= Problem to solve =
Give the number of lines in the listing that contain "Sender", with no other words.
BEGIN Records to use
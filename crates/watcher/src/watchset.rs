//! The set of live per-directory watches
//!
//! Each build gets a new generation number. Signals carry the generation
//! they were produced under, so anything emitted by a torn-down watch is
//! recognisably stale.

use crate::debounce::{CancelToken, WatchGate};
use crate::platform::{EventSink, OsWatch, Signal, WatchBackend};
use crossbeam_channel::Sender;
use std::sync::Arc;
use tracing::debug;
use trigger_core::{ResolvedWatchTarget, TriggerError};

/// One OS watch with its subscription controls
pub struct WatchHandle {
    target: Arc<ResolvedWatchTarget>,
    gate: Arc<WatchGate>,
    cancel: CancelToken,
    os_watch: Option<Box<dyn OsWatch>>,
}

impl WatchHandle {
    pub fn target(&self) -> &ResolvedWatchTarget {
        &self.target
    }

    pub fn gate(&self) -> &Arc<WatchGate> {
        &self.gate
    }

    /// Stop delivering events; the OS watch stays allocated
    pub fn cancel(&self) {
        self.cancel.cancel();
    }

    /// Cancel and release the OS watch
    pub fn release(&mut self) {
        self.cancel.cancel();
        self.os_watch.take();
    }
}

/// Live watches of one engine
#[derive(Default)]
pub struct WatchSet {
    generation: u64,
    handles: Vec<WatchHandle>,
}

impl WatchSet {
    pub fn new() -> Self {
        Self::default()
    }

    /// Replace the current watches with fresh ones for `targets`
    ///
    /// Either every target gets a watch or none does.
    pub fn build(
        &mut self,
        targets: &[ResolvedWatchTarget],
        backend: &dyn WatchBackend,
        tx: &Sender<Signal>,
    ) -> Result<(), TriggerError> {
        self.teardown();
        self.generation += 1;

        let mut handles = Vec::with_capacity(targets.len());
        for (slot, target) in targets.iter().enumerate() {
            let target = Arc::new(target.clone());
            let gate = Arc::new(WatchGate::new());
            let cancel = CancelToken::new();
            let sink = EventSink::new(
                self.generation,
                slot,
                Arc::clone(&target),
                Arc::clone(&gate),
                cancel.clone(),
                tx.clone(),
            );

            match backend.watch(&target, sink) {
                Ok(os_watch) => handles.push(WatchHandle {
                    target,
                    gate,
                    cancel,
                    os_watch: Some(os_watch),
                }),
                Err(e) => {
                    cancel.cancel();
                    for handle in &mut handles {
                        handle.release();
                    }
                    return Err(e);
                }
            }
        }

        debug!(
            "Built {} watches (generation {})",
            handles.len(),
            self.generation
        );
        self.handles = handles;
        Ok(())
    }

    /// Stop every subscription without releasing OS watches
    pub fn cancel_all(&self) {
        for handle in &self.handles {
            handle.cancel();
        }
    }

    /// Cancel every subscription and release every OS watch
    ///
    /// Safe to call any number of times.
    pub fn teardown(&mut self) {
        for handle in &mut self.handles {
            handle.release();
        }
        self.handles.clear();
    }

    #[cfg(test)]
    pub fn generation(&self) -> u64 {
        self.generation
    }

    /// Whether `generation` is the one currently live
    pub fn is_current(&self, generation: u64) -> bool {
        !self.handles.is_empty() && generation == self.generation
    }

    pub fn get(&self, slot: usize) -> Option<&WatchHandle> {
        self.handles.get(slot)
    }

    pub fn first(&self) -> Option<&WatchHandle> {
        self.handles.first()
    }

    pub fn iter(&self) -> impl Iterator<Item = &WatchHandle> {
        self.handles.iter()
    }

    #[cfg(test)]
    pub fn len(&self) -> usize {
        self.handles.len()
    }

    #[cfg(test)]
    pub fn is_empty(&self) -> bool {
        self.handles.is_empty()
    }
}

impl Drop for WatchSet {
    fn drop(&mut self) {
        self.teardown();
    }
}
END Records to use
= Solved problem =
2